A Class X girl who always topped her class was found dead in her school’s washroom on Friday with wounds she is suspected to have inflicted on herself using multiple blades unscrewed from pencil sharpeners.
Krittika Paul, 14, who was smiling and chatting with her friends as on any other day, had excused herself to go to the infirmary — referred to as the “restroom” in the school — around the end of the fifth period. She never returned to class.
Two of her classmates at the GD Birla Centre for Education, in Regent Park on the city’s southern fringes, went looking for her around the seventh period. When they eventually found her in the washroom, she was bleeding and unconscious.
Police said she had wrapped her face with a polythene bag and tucked its edges inside her shirt, possibly to try and suffocate herself. There were multiple slash injuries on her wrist, the police said.
Officials at EEDF Hospital, Jodhpur Park, said there was no sign of life when she was brought in.
The police said she had left behind a three-page note that suggested stress. According to officers, the note said that no one was to blame for her death.
The last page, which the police suspect was written inside the washroom, describes the moments during which she hurt herself and contains shaky handwriting, officers said.
Murlidhar Sharma, joint commissioner (traffic) with additional charge as joint commissioner (crime), said: “After preliminary interaction with the parents, we have learnt that she always dreamt of joining the Indian Statistical Institute. She used to worry about this. The note mentions that she did not sleep soundly over the past three months.”
Krittika was an only child. Her father, a software engineer, had flown to Hyderabad on business on Friday morning and was on his way back on Friday night. Her mother is a homemaker.
A teacher described her as a “meritorious student” who had the potential to score a perfect 100 in physics, chemistry and mathematics. She had topped most of her exams during her school life, including her Class IX annuals.

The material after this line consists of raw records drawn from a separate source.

//! Collaborator interfaces.
//!
//! The consensus core consumes these seams but never implements them;
//! the surrounding node provides block files, script execution, the
//! UTXO set and network-adjusted time.

use obol_types::{Amount, BlockHeader, Hash256, OutPoint, Script, Transaction, TxOutput};

/// A located transaction: the header of its containing block and the
/// byte offset of the transaction after that header.
#[derive(Clone, Debug)]
pub struct TxRecord {
    /// Header of the containing block.
    pub header: BlockHeader,
    /// Byte offset of the transaction within the block body, measured
    /// after the fixed header.
    pub offset: u32,
    /// The transaction itself.
    pub tx: Transaction,
}

/// Transaction lookup backed by the block files. Must stay consistent
/// with them; externally synchronized.
pub trait TransactionIndex: Send + Sync {
    /// Locate a transaction by id.
    fn find(&self, txid: &Hash256) -> Option<TxRecord>;
}

/// Script interpreter seam used to verify coinstake signatures.
pub trait ScriptVerifier: Send + Sync {
    /// Verify input `input` of `tx` against the output it spends.
    fn verify_input(&self, tx: &Transaction, input: usize, prev_out: &TxOutput) -> bool;
}

/// One unspent output.
#[derive(Clone, Debug)]
pub struct Coin {
    /// The output.
    pub output: TxOutput,
    /// Height of the block that created it.
    pub height: u32,
}

impl Coin {
    /// Value of the coin.
    pub fn value(&self) -> Amount {
        self.output.value
    }

    /// Whether the coin pays the given script.
    pub fn pays_to(&self, script: &Script) -> bool {
        self.output.script_pubkey == *script
    }
}

/// Iterable snapshot of the UTXO set.
pub trait CoinsView: Send + Sync {
    /// Iterate all unspent outputs.
    fn iter(&self) -> Box<dyn Iterator<Item = (OutPoint, Coin)> + '_>;
}

/// Network-adjusted clock.
pub trait Clock: Send + Sync {
    /// Seconds since epoch, adjusted by the peer-median offset.
    fn adjusted_time(&self) -> i64;
}
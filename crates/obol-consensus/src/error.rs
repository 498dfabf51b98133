//! Error types for consensus validation.

use thiserror::Error;

/// Consensus validation errors.
///
/// `ModifierUnavailable` is the only locally recoverable kind: the
/// block is held, not rejected, until more blocks arrive. Everything
/// else propagates with a structured reject reason.
#[derive(Error, Debug)]
pub enum ConsensusError {
    /// Required data is not (yet) available: transaction index miss,
    /// unindexed block, out-of-range output.
    #[error("missing data: {0}")]
    MissingData(String),

    /// The stake kernel predicate failed: target miss, age violation,
    /// time violation.
    #[error("kernel check failed: {0}")]
    KernelCheckFailed(String),

    /// The modifier walk reached the tip before finding a usable
    /// modifier. Retry once more blocks are known.
    #[error("stake modifier unavailable: {0}")]
    ModifierUnavailable(String),

    /// Computed modifier checksum disagrees with a hard checkpoint.
    #[error("stake modifier checkpoint mismatch at height {height}: got {got:#010x}, want {want:#010x}")]
    CheckpointMismatch { height: u32, got: u32, want: u32 },

    /// Coinstake signature did not verify.
    #[error("script verify failed: {0}")]
    ScriptVerifyFailed(String),

    /// Block-file read failure.
    #[error("i/o error: {0}")]
    Io(#[from] std::io::Error),
}

/// Result type for consensus operations.
pub type ConsensusResult<T> = Result<T, ConsensusError>;
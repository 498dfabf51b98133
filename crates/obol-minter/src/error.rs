//! Error types for the minter.

use thiserror::Error;

/// Minter errors. The loop logs and continues on all of these; only
/// shutdown stops it.
#[derive(Error, Debug)]
pub enum MinterError {
    /// The block assembler could not build a candidate.
    #[error("block creation failed: {0}")]
    BlockCreation(String),

    /// The node rejected a submitted block.
    #[error("block rejected: {0}")]
    Rejected(String),

    /// Signing the candidate failed.
    #[error("failed to sign block")]
    SigningFailed,
}

/// Result type for minter operations.
pub type MinterResult<T> = Result<T, MinterError>;
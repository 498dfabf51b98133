//! The block producer loop.

use crate::traits::{AssembleOutcome, BlockAssembler, NewBlockProcessor, SyncStatus, Wallet};
use obol_chain::{ChainState, Clock};
use obol_consensus::{
    ConsensusParams, EraFlags, MAX_FUTURE_BLOCK_TIME, MAX_FUTURE_BLOCK_TIME_PREV9,
};
use obol_validator::ValidatorRegistry;
use parking_lot::RwLock;
use rand::Rng;
use std::sync::Arc;
use std::time::Duration;
use tokio_util::sync::CancellationToken;
use tracing::{debug, error, info, warn};

/// Warning shown while the wallet is locked.
const WARN_WALLET_LOCKED: &str = "Info: Minting suspended due to locked wallet.";
/// Warning shown during initial sync.
const WARN_SYNCING: &str = "Info: Minting suspended while synchronizing.";
/// Warning shown after a block-creation failure.
const WARN_BLOCK_CREATION: &str = "Info: Minting suspended due to block creation failure.";

/// Pause between polls while the wallet is locked or the node syncs.
const PAUSED_POLL: Duration = Duration::from_secs(10);

/// User-visible minter warning slot.
#[derive(Clone, Default)]
pub struct MintWarning(Arc<RwLock<String>>);

impl MintWarning {
    /// Current warning, empty when minting runs normally.
    pub fn get(&self) -> String {
        self.0.read().clone()
    }

    fn set(&self, message: &str) {
        *self.0.write() = message.to_string();
    }
}

/// Per-slot timeout: half a second plus thirty milliseconds per square
/// root of the wallet's UTXO count, so heavy wallets poll less often.
pub fn pos_timeout(utxo_count: usize) -> Duration {
    Duration::from_millis(500 + 30 * (utxo_count as f64).sqrt() as u64)
}

/// The proof-of-stake minter.
pub struct Minter {
    params: ConsensusParams,
    chain: Arc<RwLock<ChainState>>,
    registry: Arc<ValidatorRegistry>,
    wallet: Arc<dyn Wallet>,
    assembler: Arc<dyn BlockAssembler>,
    processor: Arc<dyn NewBlockProcessor>,
    sync: Arc<dyn SyncStatus>,
    clock: Arc<dyn Clock>,
    shutdown: CancellationToken,
    warning: MintWarning,
}

impl Minter {
    /// Create a minter over the given collaborators.
    #[allow(clippy::too_many_arguments)]
    pub fn new(
        params: ConsensusParams,
        chain: Arc<RwLock<ChainState>>,
        registry: Arc<ValidatorRegistry>,
        wallet: Arc<dyn Wallet>,
        assembler: Arc<dyn BlockAssembler>,
        processor: Arc<dyn NewBlockProcessor>,
        sync: Arc<dyn SyncStatus>,
        clock: Arc<dyn Clock>,
        shutdown: CancellationToken,
    ) -> Self {
        Minter {
            params,
            chain,
            registry,
            wallet,
            assembler,
            processor,
            sync,
            clock,
            shutdown,
            warning: MintWarning::default(),
        }
    }

    /// Handle on the user-visible warning slot.
    pub fn warning(&self) -> MintWarning {
        self.warning.clone()
    }

    /// Sleep that returns `false` when shutdown is requested.
    async fn idle(&self, duration: Duration) -> bool {
        tokio::select! {
            _ = self.shutdown.cancelled() => false,
            _ = tokio::time::sleep(duration) => true,
        }
    }

    /// Run the producer loop until shutdown.
    pub async fn run(self) {
        let slot_timeout = pos_timeout(self.wallet.utxo_count());
        info!(
            timeout_ms = slot_timeout.as_millis() as u64,
            utxos = self.wallet.utxo_count(),
            "stake minter started"
        );
        // the upstream client drew the selection random from a
        // non-deterministic RNG; this node derives it from the chain so
        // the producer schedule is agreed, which operators migrating
        // from the reference client should be aware of
        warn!("validator selection is chain-seeded on this node");

        loop {
            if self.shutdown.is_cancelled() {
                break;
            }

            let mut paused = false;
            while self.wallet.is_locked() {
                self.warning.set(WARN_WALLET_LOCKED);
                paused = true;
                if !self.idle(PAUSED_POLL).await {
                    return;
                }
            }
            while self.sync.is_syncing() {
                self.warning.set(WARN_SYNCING);
                paused = true;
                if !self.idle(PAUSED_POLL).await {
                    return;
                }
            }
            if paused {
                self.warning.set("");
            }

            let Some((prev_hash, prev_time, median_time)) = ({
                let chain = self.chain.read();
                chain.tip_id().map(|tip| {
                    let index = chain.arena.get(tip);
                    (index.block_hash, index.time, chain.median_time_past(tip))
                })
            }) else {
                if !self.idle(Duration::from_secs(1)).await {
                    return;
                }
                continue;
            };

            // slot check: is our validator the selected producer?
            let mint_script = self.wallet.mint_script();
            let ours = self.registry.find_by_script(&mint_script);
            let now = self.clock.adjusted_time();
            let selected = self.registry.select_next_validator(&prev_hash, now);
            let our_turn = match (&ours, &selected) {
                (Some(ours), Some(selected)) => ours.id == selected.id,
                _ => false,
            };
            if !our_turn {
                if !self.idle(slot_timeout).await {
                    return;
                }
                continue;
            }
            debug!(slot = now, "selected as validator for this slot");

            match self.assembler.create_candidate(&mint_script) {
                AssembleOutcome::TryLater => {
                    if !self.idle(slot_timeout).await {
                        return;
                    }
                }
                AssembleOutcome::Failed(reason) => {
                    self.warning.set(WARN_BLOCK_CREATION);
                    error!(%reason, "block creation failed");
                    if let Some(ours) = &ours {
                        self.registry.update_reputation(&ours.id, false);
                    }
                    if !self.idle(PAUSED_POLL).await {
                        return;
                    }
                }
                AssembleOutcome::Candidate(template) => {
                    let mut block = template.block;
                    let Some(coinstake_time) = block.coinstake().map(|tx| tx.time) else {
                        warn!("assembler returned a candidate without a coinstake");
                        continue;
                    };
                    // the coinstake must land after the median past and
                    // within the allowed drift behind the previous block
                    let earliest = (median_time + 1)
                        .max(i64::from(prev_time) - max_future_drift(&self.params, prev_time));
                    if i64::from(coinstake_time) < earliest {
                        debug!(coinstake_time, earliest, "stale coinstake, retrying");
                        if !self.idle(slot_timeout).await {
                            return;
                        }
                        continue;
                    }
                    // block time equals the coinstake time
                    block.header.time = coinstake_time;

                    if !self.wallet.sign_block(&mut block) {
                        error!("failed to sign proof-of-stake block");
                        continue;
                    }
                    let hash = block.header.hash();
                    info!(block = %hash, "proof-of-stake block found");

                    match self.processor.submit(Arc::new(block)) {
                        Ok(()) => {
                            if let Some(ours) = &ours {
                                self.registry.update_reputation(&ours.id, true);
                            }
                            // rest after a successful block so the next
                            // slot is not raced immediately
                            let rest: u64 = 60 + rand::thread_rng().gen_range(0..4);
                            if !self.idle(Duration::from_secs(rest)).await {
                                return;
                            }
                        }
                        Err(err) => {
                            warn!(%err, "minted block rejected");
                        }
                    }
                    if !self.idle(slot_timeout).await {
                        return;
                    }
                }
            }
        }
        info!("stake minter stopped");
    }
}

/// Allowed drift of a coinstake behind the previous block's timestamp.
fn max_future_drift(params: &ConsensusParams, prev_time: u32) -> i64 {
    let eras = EraFlags::at(params, None, prev_time);
    if eras.contains(obol_consensus::Era::V09) {
        MAX_FUTURE_BLOCK_TIME
    } else {
        MAX_FUTURE_BLOCK_TIME_PREV9
    }
}
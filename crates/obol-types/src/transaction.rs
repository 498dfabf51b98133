//! Transactions with timestamps.
//!
//! Obol transactions carry a `time` field (the coinstake timestamp is
//! the heart of the kernel protocol). The consensus encoding is the
//! classic little-endian layout; `txid` is double-SHA256 over it.

use crate::hash::{sha256d, Hash256};
use crate::script::Script;
use crate::stream::compact_size;
use crate::Amount;
use std::fmt;

/// Reference to a transaction output.
#[derive(Clone, Copy, PartialEq, Eq, Hash, Debug)]
pub struct OutPoint {
    /// Transaction id of the source transaction.
    pub txid: Hash256,
    /// Output index within the source transaction.
    pub vout: u32,
}

impl OutPoint {
    /// The null outpoint used by coinbase inputs.
    pub fn null() -> Self {
        OutPoint {
            txid: Hash256::ZERO,
            vout: u32::MAX,
        }
    }

    /// Whether this is the null (coinbase) outpoint.
    pub fn is_null(&self) -> bool {
        self.txid.is_zero() && self.vout == u32::MAX
    }
}

impl fmt::Display for OutPoint {
    fn fmt(&self, f: &mut fmt::Formatter<'_>) -> fmt::Result {
        write!(f, "{}:{}", self.txid, self.vout)
    }
}

/// Transaction input.
#[derive(Clone, PartialEq, Eq, Debug)]
pub struct TxInput {
    /// The output being spent.
    pub prevout: OutPoint,
    /// Unlocking script.
    pub script_sig: Script,
    /// Sequence number.
    pub sequence: u32,
}

/// Transaction output.
#[derive(Clone, PartialEq, Eq, Debug)]
pub struct TxOutput {
    /// Value in satoshi units.
    pub value: Amount,
    /// Locking script.
    pub script_pubkey: Script,
}

impl TxOutput {
    /// An empty output (zero value, empty script), the coinstake marker.
    pub fn empty() -> Self {
        TxOutput {
            value: 0,
            script_pubkey: Script::default(),
        }
    }

    /// Whether this output is the empty coinstake marker.
    pub fn is_empty_marker(&self) -> bool {
        self.value == 0 && self.script_pubkey.is_empty()
    }
}

/// A transaction.
#[derive(Clone, PartialEq, Eq, Debug)]
pub struct Transaction {
    /// Transaction format version.
    pub version: u32,
    /// Transaction timestamp in seconds since epoch. Zero means
    /// "inherit the containing block's time" in kernel math.
    pub time: u32,
    /// Inputs.
    pub inputs: Vec<TxInput>,
    /// Outputs.
    pub outputs: Vec<TxOutput>,
    /// Lock time.
    pub lock_time: u32,
}

impl Transaction {
    /// Consensus encoding: version, time, inputs, outputs, lock time,
    /// all little-endian with compact-size prefixed vectors.
    pub fn consensus_encode(&self) -> Vec<u8> {
        let mut out = Vec::with_capacity(64);
        out.extend_from_slice(&self.version.to_le_bytes());
        out.extend_from_slice(&self.time.to_le_bytes());
        out.extend_from_slice(&compact_size(self.inputs.len() as u64));
        for input in &self.inputs {
            out.extend_from_slice(input.prevout.txid.as_bytes());
            out.extend_from_slice(&input.prevout.vout.to_le_bytes());
            out.extend_from_slice(&compact_size(input.script_sig.len() as u64));
            out.extend_from_slice(input.script_sig.as_bytes());
            out.extend_from_slice(&input.sequence.to_le_bytes());
        }
        out.extend_from_slice(&compact_size(self.outputs.len() as u64));
        for output in &self.outputs {
            out.extend_from_slice(&output.value.to_le_bytes());
            out.extend_from_slice(&compact_size(output.script_pubkey.len() as u64));
            out.extend_from_slice(output.script_pubkey.as_bytes());
        }
        out.extend_from_slice(&self.lock_time.to_le_bytes());
        out
    }

    /// Transaction id: double-SHA256 over the consensus encoding.
    pub fn txid(&self) -> Hash256 {
        sha256d(&self.consensus_encode())
    }

    /// Whether this is a coinbase: a single input spending the null
    /// outpoint.
    pub fn is_coinbase(&self) -> bool {
        self.inputs.len() == 1 && self.inputs[0].prevout.is_null()
    }

    /// Whether this is a coinstake: spends a real outpoint and its
    /// first output is the empty marker.
    pub fn is_coinstake(&self) -> bool {
        !self.inputs.is_empty()
            && !self.inputs[0].prevout.is_null()
            && self.outputs.len() >= 2
            && self.outputs[0].is_empty_marker()
    }
}

#[cfg(test)]
mod tests {
    use super::*;

    fn sample_outpoint() -> OutPoint {
        OutPoint {
            txid: sha256d(b"funding"),
            vout: 1,
        }
    }

    fn coinstake_tx() -> Transaction {
        Transaction {
            version: 1,
            time: 1_600_000_000,
            inputs: vec![TxInput {
                prevout: sample_outpoint(),
                script_sig: Script::from(&[0x51][..]),
                sequence: u32::MAX,
            }],
            outputs: vec![
                TxOutput::empty(),
                TxOutput {
                    value: 10 * crate::COIN,
                    script_pubkey: Script::from(&[0x52][..]),
                },
            ],
            lock_time: 0,
        }
    }

    #[test]
    fn test_coinstake_detection() {
        let tx = coinstake_tx();
        assert!(tx.is_coinstake());
        assert!(!tx.is_coinbase());
    }

    #[test]
    fn test_coinbase_detection() {
        let tx = Transaction {
            version: 1,
            time: 0,
            inputs: vec![TxInput {
                prevout: OutPoint::null(),
                script_sig: Script::default(),
                sequence: u32::MAX,
            }],
            outputs: vec![TxOutput {
                value: 0,
                script_pubkey: Script::default(),
            }],
            lock_time: 0,
        };
        assert!(tx.is_coinbase());
        assert!(!tx.is_coinstake());
    }

    #[test]
    fn test_coinstake_requires_empty_first_output() {
        let mut tx = coinstake_tx();
        tx.outputs[0].value = 1;
        assert!(!tx.is_coinstake());
    }

    #[test]
    fn test_txid_changes_with_time() {
        let tx = coinstake_tx();
        let mut later = tx.clone();
        later.time += 1;
        assert_ne!(tx.txid(), later.txid());
    }

    #[test]
    fn test_encoding_is_stable() {
        let tx = coinstake_tx();
        assert_eq!(tx.consensus_encode(), tx.consensus_encode());
        // version(4) + time(4) + input count(1) + input(36 + 1 + 1 + 4)
        // + output count(1) + empty output(8 + 1) + value output(8 + 1 + 1)
        // + lock time(4)
        assert_eq!(tx.consensus_encode().len(), 4 + 4 + 1 + 42 + 1 + 9 + 10 + 4);
    }
}
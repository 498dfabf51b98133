//! # obol-tests
//!
//! Integration tests for the Obol proof-of-stake core.
//!
//! This crate provides:
//! - A chain harness building synthetic block indices through the real
//!   modifier engine
//! - Mock collaborators for the minter loop
//! - Consensus, validator and minter integration tests
//! - Property-based tests for consensus invariants

pub mod harness;

#[cfg(test)]
mod consensus_tests;


#[cfg(test)]
mod property_tests;


pub use harness::*;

“There was a spark in her eyes,” a teacher said.
The police have spoken to her mother who, officers said, had no clue why her daughter would do something like this.
Footage from a CCTV installed inside the classroom shows Krittika smiling and talking to her classmates minutes before she stepped out saying she was feeling unwell, an officer said.
When she failed to return after two periods, a school employee went looking for her in the infirmary, school officials have told the police. When she could not be found there, a teacher sent out a group of students to look in the laboratory, library and the washroom.
Two students who went to the washroom found one of the doors locked from inside and raised the alarm. A table and a chair were carried into the washroom so that someone could climb over them and look in.
Some sources said Krittika was seated with her back to the door with several blades, unscrewed from pencil sharpeners and bloodstained, strewn around.
The door was broken and an already unconscious Krittika taken to the EEDF Hospital. “She was taken to the intensive care unit but there was no pulse or blood pressure,” the hospital official said.
“She had several cuts on her left wrist and bloodstains on her uniform. She was no longer bleeding when she was brought to the hospital.”
Krittika lived with her parents on the third floor of a four-storey apartment building in Baishnabghata.